*** Opening of The input ***
//! Commands accepted by the escrow engine.

use std::fmt;

use serde::{Deserialize, Serialize};

/// Protocol action identifier, as carried on the wire.
#[derive(Debug, Clone, Copy, Serialize, Deserialize, PartialEq, Eq, Hash)]
pub enum EscrowActionType {
    #[serde(rename = "MPA_LOCK")]
    Lock,
    #[serde(rename = "MPA_RELEASE")]
    Release,
    #[serde(rename = "MPA_REQUEST_REFUND")]
    RequestRefund,
    #[serde(rename = "MPA_REFUND")]
    Refund,
}

impl EscrowActionType {
    pub fn as_str(&self) -> &'static str {
        match self {
            EscrowActionType::Lock => "MPA_LOCK",
            EscrowActionType::Release => "MPA_RELEASE",
            EscrowActionType::RequestRefund => "MPA_REQUEST_REFUND",
            EscrowActionType::Refund => "MPA_REFUND",
        }
    }

    pub fn from_wire(s: &str) -> Option<Self> {
        match s {
            "MPA_LOCK" => Some(EscrowActionType::Lock),
            "MPA_RELEASE" => Some(EscrowActionType::Release),
            "MPA_REQUEST_REFUND" => Some(EscrowActionType::RequestRefund),
            "MPA_REFUND" => Some(EscrowActionType::Refund),
            _ => None,
        }
    }
}

impl fmt::Display for EscrowActionType {
    fn fmt(&self, f: &mut fmt::Formatter<'_>) -> fmt::Result {
        f.write_str(self.as_str())
    }
}

/// Action-specific fields of an [`EscrowRequest`].
#[derive(Debug, Clone, PartialEq, Eq, Serialize, Deserialize)]
pub enum EscrowAction {
    Lock { nonce: Option<String> },
    Release,
    RequestRefund,
    Refund { accepted: bool },
}

impl EscrowAction {
    pub fn action_type(&self) -> EscrowActionType {
        match self {
            EscrowAction::Lock { .. } => EscrowActionType::Lock,
            EscrowAction::Release => EscrowActionType::Release,
            EscrowAction::RequestRefund => EscrowActionType::RequestRefund,
            EscrowAction::Refund { .. } => EscrowActionType::Refund,
        }
    }
}

/// A command against one order item. Transient, never persisted.
#[derive(Debug, Clone, PartialEq, Eq, Serialize, Deserialize)]
pub struct EscrowRequest {
    pub order_item_id: i64,
    pub action: EscrowAction,
    pub memo: String,
}

impl EscrowRequest {
    pub fn lock(order_item_id: i64, nonce: Option<String>, memo: impl Into<String>) -> Self {
        Self {
            order_item_id,
            action: EscrowAction::Lock { nonce },
            memo: memo.into(),
        }
    }

    pub fn release(order_item_id: i64, memo: impl Into<String>) -> Self {
        Self {
            order_item_id,
            action: EscrowAction::Release,
            memo: memo.into(),
        }
    }

    pub fn request_refund(order_item_id: i64, memo: impl Into<String>) -> Self {
        Self {
            order_item_id,
            action: EscrowAction::RequestRefund,
            memo: memo.into(),
        }
    }

    pub fn refund(order_item_id: i64, accepted: bool, memo: impl Into<String>) -> Self {
        Self {
            order_item_id,
            action: EscrowAction::Refund { accepted },
            memo: memo.into(),
        }
    }

    pub fn action_type(&self) -> EscrowActionType {
        self.action.action_type()
    }
}
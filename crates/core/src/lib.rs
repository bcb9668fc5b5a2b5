//! Escrow action engine for marketplace order items.

pub mod codec;
pub mod engine;
pub mod fsm;
pub mod locks;
pub mod router;
pub mod signing;

pub use codec::EscrowMessageCodec;
pub use engine::{ActionOutcome, EscrowActionEngine, InboundOutcome};
pub use fsm::{OrderItemFSM, Transition};
pub use locks::{ItemGuard, ItemLocks};
pub use router::EscrowEventRouter;
pub use signing::sign_raw_tx;
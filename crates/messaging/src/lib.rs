//! Marketplace message transport for escrow actions.

pub mod bus;
pub mod poller;
pub mod smsg;
pub mod transport;

pub use bus::{InMemoryBus, InMemoryInbox};
pub use poller::{Dispatch, InboundHandler, InboxPoller, PollStats};
pub use smsg::SmsgTransport;
pub use transport::{InboundMessage, MessageInbox, MessageTransport, SendResponse};
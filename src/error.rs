//! Error types for the layout2md library.
//!
//! Three error types reflect three distinct failure modes:
//!
//! * [`LayoutError`]: **Fatal**: the request cannot proceed at all (empty
//!   image, invalid configuration, label table mismatch, unreadable input).
//!   Returned as `Err(LayoutError)` from the top-level functions.
//!
//! * [`InferenceError`]: a call to the remote detector/translator failed,
//!   either locally (circuit open) or remotely (transport exhausted its
//!   retries, service rejected the request).
//!
//! * [`PageError`]: **Non-fatal**: one page of a multi-page document failed
//!   but the others are fine. Stored inside [`crate::output::PageResult`] so
//!   callers can inspect partial success.
//!
//! Translating these into caller-facing responses (HTTP status codes, user
//! messages) is left to the embedding application.

use std::path::PathBuf;
use thiserror::Error;

/// All fatal errors returned by the layout2md library.
#[derive(Debug, Error)]
pub enum LayoutError {
    // ── Input errors ──────────────────────────────────────────────────────
    /// The page image has a zero dimension.
    #[error("Invalid image: {width}x{height} has no pixels")]
    InvalidImage { width: u32, height: u32 },

    /// An input file could not be read.
    #[error("Failed to read '{path}': {source}")]
    InputReadFailed {
        path: PathBuf,
        #[source]
        source: std::io::Error,
    },

    /// An input file was read but is not the expected JSON shape.
    #[error("Failed to parse '{path}': {detail}")]
    InputParseFailed { path: PathBuf, detail: String },

    // ── Detector contract ─────────────────────────────────────────────────
    /// The detector reports a label order different from the built-in table.
    ///
    /// Any mismatch silently corrupts downstream classification, so this is
    /// checked once at startup rather than tolerated.
    #[error("Label table mismatch at class id {index}: expected '{expected}', detector reports '{found}'")]
    LabelTableMismatch {
        index: usize,
        expected: String,
        found: String,
    },

    // ── Remote errors ─────────────────────────────────────────────────────
    /// The inference service call failed.
    #[error(transparent)]
    Inference(#[from] InferenceError),

    /// Every page failed; output would be empty.
    #[error("All {total} pages failed.\nFirst error: {first_error}")]
    AllPagesFailed { total: usize, first_error: String },

    /// The page selection matched no page.
    #[error("Page selection is empty (document has {total} pages)")]
    EmptyPageSelection { total: usize },

    // ── I/O errors ────────────────────────────────────────────────────────
    /// Could not create or write the output Markdown file.
    #[error("Failed to write output file '{path}': {source}")]
    OutputWriteFailed {
        path: PathBuf,
        #[source]
        source: std::io::Error,
    },

    // ── Config errors ─────────────────────────────────────────────────────
    /// Builder validation failed.
    #[error("Invalid configuration: {0}")]
    InvalidConfig(String),

    // ── Catch-all ─────────────────────────────────────────────────────────
    /// Unexpected internal error.
    #[error("Internal error: {0}")]
    Internal(String),
}

/// Failures of a single call through [`crate::client::InferenceClient`].
#[derive(Debug, Error)]
pub enum InferenceError {
    /// The circuit breaker is open; no network attempt was made.
    #[error("Inference service circuit is open after {failure_count} consecutive failures; retry in {retry_after_ms}ms")]
    CircuitOpen {
        failure_count: u32,
        retry_after_ms: u64,
    },

    /// Transport failed on every attempt.
    #[error("Inference service call '{route}' failed after {attempts} attempt(s): {source}")]
    Service {
        route: &'static str,
        attempts: u32,
        #[source]
        source: TransportError,
    },

    /// The service answered with `success: false`.
    #[error("Inference service rejected '{route}': {message}")]
    Remote {
        route: &'static str,
        message: String,
    },

    /// The service answered with a payload that does not match the contract.
    #[error("Malformed response from '{route}': {detail}")]
    Protocol {
        route: &'static str,
        detail: String,
    },

    /// The client could not be constructed.
    #[error("Invalid client configuration: {0}")]
    InvalidConfig(String),
}

impl InferenceError {
    /// True when no request reached the network.
    pub fn is_circuit_open(&self) -> bool {
        matches!(self, InferenceError::CircuitOpen { .. })
    }
}

/// Raw failure of one network attempt.
#[derive(Debug, Clone, Error)]
pub enum TransportError {
    /// The attempt exceeded its time budget.
    #[error("timed out after {elapsed_ms}ms")]
    Timeout { elapsed_ms: u64 },

    /// The connection could not be established or broke mid-request.
    #[error("connection failed: {0}")]
    Connect(String),

    /// The service answered with a non-2xx status.
    #[error("HTTP {status}: {body}")]
    Status { status: u16, body: String },

    /// The body was not valid JSON.
    #[error("invalid JSON body: {0}")]
    Decode(String),
}

impl TransportError {
    /// Whether another attempt could plausibly succeed.
    ///
    /// Timeouts, connection failures, 5xx and 429 are transient; other 4xx
    /// and undecodable bodies are protocol errors.
    pub fn is_transient(&self) -> bool {
        match self {
            TransportError::Timeout { .. } | TransportError::Connect(_) => true,
            TransportError::Status { status, .. } => *status >= 500 || *status == 429,
            TransportError::Decode(_) => false,
        }
    }
}

/// A non-fatal error for a single page.
///
/// Stored alongside [`crate::output::PageResult`] when a page fails.
/// Document analysis continues unless ALL pages fail.
#[derive(Debug, Clone, Error, serde::Serialize, serde::Deserialize)]
pub enum PageError {
    /// Remote layout analysis failed for this page.
    #[error("Page {page}: layout analysis failed: {detail}")]
    AnalysisFailed { page: usize, detail: String },

    /// The circuit was open when the page was scheduled.
    #[error("Page {page}: skipped, inference circuit open")]
    CircuitOpen { page: usize },
}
*** Close of The input ***
Your task is to reproduce exactly the lines that begin at the line containing "a single page." and end at the final line of the data above.

Response to the exercise –
/// A non-fatal error for a single page.
///
/// Stored alongside [`crate::output::PageResult`] when a page fails.
/// Document analysis continues unless ALL pages fail.
#[derive(Debug, Clone, Error, serde::Serialize, serde::Deserialize)]
pub enum PageError {
    /// Remote layout analysis failed for this page.
    #[error("Page {page}: layout analysis failed: {detail}")]
    AnalysisFailed { page: usize, detail: String },

    /// The circuit was open when the page was scheduled.
    #[error("Page {page}: skipped, inference circuit open")]
    CircuitOpen { page: usize },
}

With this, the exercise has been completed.